Provided records Start Marker

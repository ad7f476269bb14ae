//! Core types for the Quarry research pipeline.
//!
//! Defines research steps, citations, run state, and the final analysis result.

use chrono::{DateTime, Utc};
use serde::{Deserialize, Serialize};
use uuid::Uuid;

/// Lifecycle status of a single research step.
#[derive(Debug, Clone, Copy, Default, PartialEq, Eq, Serialize, Deserialize)]
#[serde(rename_all = "snake_case")]
pub enum StepStatus {
    #[default]
    Pending,
    Searching,
    Analyzing,
    Completed,
    Failed,
}

impl std::fmt::Display for StepStatus {
    fn fmt(&self, f: &mut std::fmt::Formatter<'_>) -> std::fmt::Result {
        match self {
            StepStatus::Pending => write!(f, "pending"),
            StepStatus::Searching => write!(f, "searching"),
            StepStatus::Analyzing => write!(f, "analyzing"),
            StepStatus::Completed => write!(f, "completed"),
            StepStatus::Failed => write!(f, "failed"),
        }
    }
}

/// A web citation.
///
/// The `uri` is the identity of a source; the title may be empty.
#[derive(Debug, Clone, PartialEq, Eq, Serialize, Deserialize)]
pub struct Source {
    pub uri: String,
    #[serde(default)]
    pub title: String,
}

impl Source {
    pub fn new(uri: impl Into<String>, title: impl Into<String>) -> Self {
        Self {
            uri: uri.into(),
            title: title.into(),
        }
    }

    /// Title for display, falling back to the URI's hostname when the title is empty.
    pub fn display_title(&self) -> String {
        if !self.title.trim().is_empty() {
            return self.title.clone();
        }
        url::Url::parse(&self.uri)
            .ok()
            .and_then(|u| u.host_str().map(|h| h.trim_start_matches("www.").to_string()))
            .unwrap_or_else(|| self.uri.clone())
    }
}

/// One sub-question of a research plan.
#[derive(Debug, Clone, PartialEq, Serialize, Deserialize)]
pub struct ResearchStep {
    /// Identifier, stable for the duration of a run.
    pub id: String,
    pub query: String,
    pub status: StepStatus,
    #[serde(default, skip_serializing_if = "Option::is_none")]
    pub result: Option<String>,
    #[serde(default, skip_serializing_if = "Option::is_none")]
    pub sources: Option<Vec<Source>>,
}

impl ResearchStep {
    /// Create a pending step with a freshly assigned identifier.
    pub fn pending(query: impl Into<String>) -> Self {
        Self {
            id: Uuid::new_v4().to_string(),
            query: query.into(),
            status: StepStatus::Pending,
            result: None,
            sources: None,
        }
    }

    pub fn is_completed(&self) -> bool {
        self.status == StepStatus::Completed
    }
}

/// Output of a single research step call.
#[derive(Debug, Clone, Default, PartialEq, Serialize, Deserialize)]
pub struct StepOutcome {
    pub result: String,
    pub sources: Vec<Source>,
}

/// Output of the synthesis call.
#[derive(Debug, Clone, Default, PartialEq, Serialize, Deserialize)]
#[serde(rename_all = "camelCase")]
pub struct Synthesis {
    pub summary: String,
    pub deep_dive: String,
}

/// Final result of a successful research run. Immutable once built.
#[derive(Debug, Clone, PartialEq, Serialize, Deserialize)]
pub struct AnalysisResult {
    pub query: String,
    pub summary: String,
    pub deep_dive: String,
    pub steps: Vec<ResearchStep>,
    /// Sources across all steps, deduplicated by URI.
    pub all_sources: Vec<Source>,
    /// Display name of the backend that actually ran.
    pub provider: String,
    pub completed_at: DateTime<Utc>,
}

/// State of the research orchestrator.
#[derive(Debug, Clone, Copy, Default, PartialEq, Eq, Serialize, Deserialize)]
#[serde(rename_all = "snake_case")]
pub enum RunState {
    #[default]
    Idle,
    Planning,
    Researching,
    Synthesizing,
    Completed,
    Error,
}

impl RunState {
    /// Whether a new run may start from this state.
    pub fn can_start(&self) -> bool {
        matches!(self, RunState::Idle | RunState::Completed | RunState::Error)
    }

    /// Whether a run is currently in flight.
    pub fn is_active(&self) -> bool {
        !self.can_start()
    }
}

impl std::fmt::Display for RunState {
    fn fmt(&self, f: &mut std::fmt::Formatter<'_>) -> std::fmt::Result {
        match self {
            RunState::Idle => write!(f, "idle"),
            RunState::Planning => write!(f, "planning"),
            RunState::Researching => write!(f, "researching"),
            RunState::Synthesizing => write!(f, "synthesizing"),
            RunState::Completed => write!(f, "completed"),
            RunState::Error => write!(f, "error"),
        }
    }
}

Provided records End Marker

→ Action item:
Each line of the records above, from the first through the one containing "single research step.", is to be retyped exactly; no other line belongs.

→ Exercise answer:
repository ad7f476269bb14ae
//! Core types for the Quarry research pipeline.
//!
//! Defines research steps, citations, run state, and the final analysis result.

use chrono::{DateTime, Utc};
use serde::{Deserialize, Serialize};
use uuid::Uuid;

/// Lifecycle status of a single research step.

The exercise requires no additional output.